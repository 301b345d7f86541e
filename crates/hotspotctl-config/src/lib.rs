//! Configuration for hotspotctl.
//!
//! TOML router profiles, credential resolution (env + keyring + plaintext),
//! and translation to `hotspotctl_core::RouterConfig`. The CLI layers its
//! `GlobalOpts` overrides on top.

use std::collections::HashMap;
use std::path::{Path, PathBuf};
use std::time::Duration;

use directories::ProjectDirs;
use figment::{
    Figment,
    providers::{Env, Format, Serialized, Toml},
};
use secrecy::SecretString;
use serde::{Deserialize, Serialize};
use thiserror::Error;

use hotspotctl_core::credentials::{DEFAULT_PREFIX, DEFAULT_SUFFIX_BYTES};
use hotspotctl_core::{RouterConfig, TlsVerification};

/// Service name under which passwords live in the system keyring.
pub const KEYRING_SERVICE: &str = "hotspotctl";

/// Environment variables consulted for the router login, in order.
pub const USERNAME_ENV: &[&str] = &["HOTSPOTCTL_USERNAME", "MIKROTIK_USER"];
pub const PASSWORD_ENV: &[&str] = &["HOTSPOTCTL_PASSWORD", "MIKROTIK_PASSWORD"];

pub const MAX_SUFFIX_BYTES: usize = 32;

// ── Error ───────────────────────────────────────────────────────────

#[derive(Debug, Error)]
pub enum ConfigError {
    #[error("invalid {field}: {reason}")]
    Validation { field: String, reason: String },

    #[error("no credentials configured for profile '{profile}'")]
    NoCredentials { profile: String },

    #[error("keyring error: {0}")]
    Keyring(String),

    #[error("failed to serialize config: {0}")]
    Serialization(#[from] toml::ser::Error),

    #[error("config loading failed: {0}")]
    Figment(Box<figment::Error>),

    #[error("IO error: {0}")]
    Io(#[from] std::io::Error),
}

impl From<figment::Error> for ConfigError {
    fn from(err: figment::Error) -> Self {
        Self::Figment(Box::new(err))
    }
}

// ── TOML config structs ─────────────────────────────────────────────

/// Top-level TOML configuration.
#[derive(Debug, Clone, Deserialize, Serialize)]
pub struct Config {
    /// Default profile name.
    pub default_profile: Option<String>,

    /// Global defaults.
    #[serde(default)]
    pub defaults: Defaults,

    /// Named router profiles.
    #[serde(default)]
    pub profiles: HashMap<String, Profile>,
}

impl Default for Config {
    fn default() -> Self {
        Self {
            default_profile: Some("default".into()),
            defaults: Defaults::default(),
            profiles: HashMap::new(),
        }
    }
}

impl Config {
    /// Comma-separated profile names, sorted, for error help text.
    pub fn available_profiles(&self) -> String {
        let mut names: Vec<_> = self.profiles.keys().map(String::as_str).collect();
        if names.is_empty() {
            return "(none)".into();
        }
        names.sort_unstable();
        names.join(", ")
    }
}

#[derive(Debug, Clone, Deserialize, Serialize)]
pub struct Defaults {
    #[serde(default = "default_output")]
    pub output: String,

    #[serde(default = "default_color")]
    pub color: String,

    #[serde(default)]
    pub insecure: bool,

    #[serde(default = "default_timeout")]
    pub timeout: u64,
}

impl Default for Defaults {
    fn default() -> Self {
        Self {
            output: default_output(),
            color: default_color(),
            insecure: false,
            timeout: default_timeout(),
        }
    }
}

fn default_output() -> String {
    "table".into()
}
fn default_color() -> String {
    "auto".into()
}
fn default_timeout() -> u64 {
    30
}

/// A named router profile.
#[derive(Debug, Clone, Default, Deserialize, Serialize)]
pub struct Profile {
    /// Router base URL (e.g., "https://192.168.88.1").
    pub router: String,

    /// Login account. Falls back to `HOTSPOTCTL_USERNAME` / `MIKROTIK_USER`.
    pub username: Option<String>,

    /// Password (plaintext -- prefer keyring or env var).
    pub password: Option<String>,

    /// Environment variable name containing the password.
    pub password_env: Option<String>,

    /// Path to custom CA certificate.
    pub ca_cert: Option<PathBuf>,

    /// Override insecure TLS setting.
    pub insecure: Option<bool>,

    /// Override timeout (seconds).
    pub timeout: Option<u64>,

    /// Username prefix for generated vouchers.
    pub voucher_prefix: Option<String>,

    /// Random bytes per voucher credential.
    pub voucher_suffix_bytes: Option<usize>,
}

// ── Config file path ────────────────────────────────────────────────

/// Resolve the config file path via XDG / platform conventions.
pub fn config_path() -> PathBuf {
    ProjectDirs::from("com", "hotspotctl", "hotspotctl").map_or_else(
        || {
            let mut p = dirs_fallback();
            p.push("config.toml");
            p
        },
        |dirs| dirs.config_dir().join("config.toml"),
    )
}

fn dirs_fallback() -> PathBuf {
    let mut p = PathBuf::from(std::env::var("HOME").unwrap_or_else(|_| ".".into()));
    p.push(".config");
    p.push("hotspotctl");
    p
}

// ── Config loading ──────────────────────────────────────────────────

/// Load the full Config from the canonical file + environment.
pub fn load_config() -> Result<Config, ConfigError> {
    load_config_from(&config_path())
}

/// Load defaults, then `path` (if present), then `HOTSPOTCTL_*` variables.
///
/// Nested keys use a double underscore: `HOTSPOTCTL_DEFAULTS__TIMEOUT=10`.
pub fn load_config_from(path: &Path) -> Result<Config, ConfigError> {
    let figment = Figment::new()
        .merge(Serialized::defaults(Config::default()))
        .merge(Toml::file(path))
        .merge(Env::prefixed("HOTSPOTCTL_").split("__"));

    let config: Config = figment.extract()?;
    Ok(config)
}

/// Load config, returning a default if the file doesn't exist.
pub fn load_config_or_default() -> Config {
    load_config().unwrap_or_default()
}

// ── Config saving ───────────────────────────────────────────────────

/// Serialize config to TOML and write to the canonical config path.
pub fn save_config(cfg: &Config) -> Result<(), ConfigError> {
    save_config_to(cfg, &config_path())
}

pub fn save_config_to(cfg: &Config, path: &Path) -> Result<(), ConfigError> {
    if let Some(parent) = path.parent() {
        std::fs::create_dir_all(parent)?;
    }
    let toml_str = toml::to_string_pretty(cfg)?;
    std::fs::write(path, toml_str)?;
    Ok(())
}

// ── Secret sources ──────────────────────────────────────────────────

/// Where credentials come from besides the profile itself.
pub trait SecretSource {
    fn env(&self, name: &str) -> Option<String>;
    fn keyring_password(&self, profile_name: &str) -> Option<String>;
}

/// Process environment and the system keyring.
#[derive(Debug, Default, Clone, Copy)]
pub struct SystemSecrets;

impl SecretSource for SystemSecrets {
    fn env(&self, name: &str) -> Option<String> {
        std::env::var(name).ok().filter(|v| !v.is_empty())
    }

    fn keyring_password(&self, profile_name: &str) -> Option<String> {
        keyring_entry(profile_name).ok()?.get_password().ok()
    }
}

fn keyring_entry(profile_name: &str) -> Result<keyring::Entry, ConfigError> {
    keyring::Entry::new(KEYRING_SERVICE, &format!("{profile_name}/password"))
        .map_err(|e| ConfigError::Keyring(e.to_string()))
}

/// Store a profile's router password in the system keyring.
pub fn store_password(profile_name: &str, password: &str) -> Result<(), ConfigError> {
    keyring_entry(profile_name)?
        .set_password(password)
        .map_err(|e| ConfigError::Keyring(e.to_string()))
}

// ── Credential resolution ───────────────────────────────────────────

/// Profile username, then the login environment variables.
pub fn resolve_username(
    profile: &Profile,
    profile_name: &str,
    secrets: &impl SecretSource,
) -> Result<String, ConfigError> {
    profile
        .username
        .clone()
        .filter(|u| !u.is_empty())
        .or_else(|| USERNAME_ENV.iter().find_map(|name| secrets.env(name)))
        .ok_or_else(|| ConfigError::NoCredentials {
            profile: profile_name.into(),
        })
}

/// Resolve the router password from the credential chain.
pub fn resolve_password(
    profile: &Profile,
    profile_name: &str,
    secrets: &impl SecretSource,
) -> Result<SecretString, ConfigError> {
    // 1. Profile's password_env → env var lookup
    if let Some(val) = profile
        .password_env
        .as_deref()
        .and_then(|name| secrets.env(name))
    {
        return Ok(SecretString::from(val));
    }

    // 2. Well-known env vars
    if let Some(val) = PASSWORD_ENV.iter().find_map(|name| secrets.env(name)) {
        return Ok(SecretString::from(val));
    }

    // 3. System keyring
    if let Some(val) = secrets.keyring_password(profile_name) {
        return Ok(SecretString::from(val));
    }

    // 4. Plaintext in config
    if let Some(ref pw) = profile.password {
        return Ok(SecretString::from(pw.clone()));
    }

    Err(ConfigError::NoCredentials {
        profile: profile_name.into(),
    })
}

// ── Profile → RouterConfig ──────────────────────────────────────────

/// Parse and check a router URL.
pub fn parse_router_url(raw: &str) -> Result<url::Url, ConfigError> {
    let url: url::Url = raw.parse().map_err(|_| ConfigError::Validation {
        field: "router".into(),
        reason: format!("invalid URL: {raw}"),
    })?;
    if !matches!(url.scheme(), "http" | "https") {
        return Err(ConfigError::Validation {
            field: "router".into(),
            reason: format!("expected an http:// or https:// URL, got '{raw}'"),
        });
    }
    Ok(url)
}

/// Build a `RouterConfig` from a profile -- no CLI flag overrides.
pub fn profile_to_router_config(
    profile: &Profile,
    profile_name: &str,
    defaults: &Defaults,
    secrets: &impl SecretSource,
) -> Result<RouterConfig, ConfigError> {
    let url = parse_router_url(&profile.router)?;
    let username = resolve_username(profile, profile_name, secrets)?;
    let password = resolve_password(profile, profile_name, secrets)?;

    let tls = if profile.insecure.unwrap_or(defaults.insecure) {
        TlsVerification::DangerAcceptInvalid
    } else if let Some(ref ca_path) = profile.ca_cert {
        TlsVerification::CustomCa(ca_path.clone())
    } else {
        TlsVerification::SystemDefaults
    };

    let voucher_suffix_bytes = profile.voucher_suffix_bytes.unwrap_or(DEFAULT_SUFFIX_BYTES);
    if !(1..=MAX_SUFFIX_BYTES).contains(&voucher_suffix_bytes) {
        return Err(ConfigError::Validation {
            field: "voucher_suffix_bytes".into(),
            reason: format!("must be between 1 and {MAX_SUFFIX_BYTES}"),
        });
    }

    let mut config = RouterConfig::new(url, username, password);
    config.tls = tls;
    config.timeout = Duration::from_secs(profile.timeout.unwrap_or(defaults.timeout));
    config.voucher_prefix = profile
        .voucher_prefix
        .clone()
        .unwrap_or_else(|| DEFAULT_PREFIX.into());
    config.voucher_suffix_bytes = voucher_suffix_bytes;
    Ok(config)
}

**Required action:** Repeat each line of the data above, exactly as it appears, from the first through the line that contains "pub const USERNAME_ENV: &[&str]".

**Solution to the exercise:**
repository 301b345d7f86541e
filename crates/hotspotctl-config/src/lib.rs
//! Configuration for hotspotctl.
//!
//! TOML router profiles, credential resolution (env + keyring + plaintext),
//! and translation to `hotspotctl_core::RouterConfig`. The CLI layers its
//! `GlobalOpts` overrides on top.

use std::collections::HashMap;
use std::path::{Path, PathBuf};
use std::time::Duration;

use directories::ProjectDirs;
use figment::{
    Figment,
    providers::{Env, Format, Serialized, Toml},
};
use secrecy::SecretString;
use serde::{Deserialize, Serialize};
use thiserror::Error;

use hotspotctl_core::credentials::{DEFAULT_PREFIX, DEFAULT_SUFFIX_BYTES};
use hotspotctl_core::{RouterConfig, TlsVerification};

/// Service name under which passwords live in the system keyring.
pub const KEYRING_SERVICE: &str = "hotspotctl";

/// Environment variables consulted for the router login, in order.
pub const USERNAME_ENV: &[&str] = &["HOTSPOTCTL_USERNAME", "MIKROTIK_USER"];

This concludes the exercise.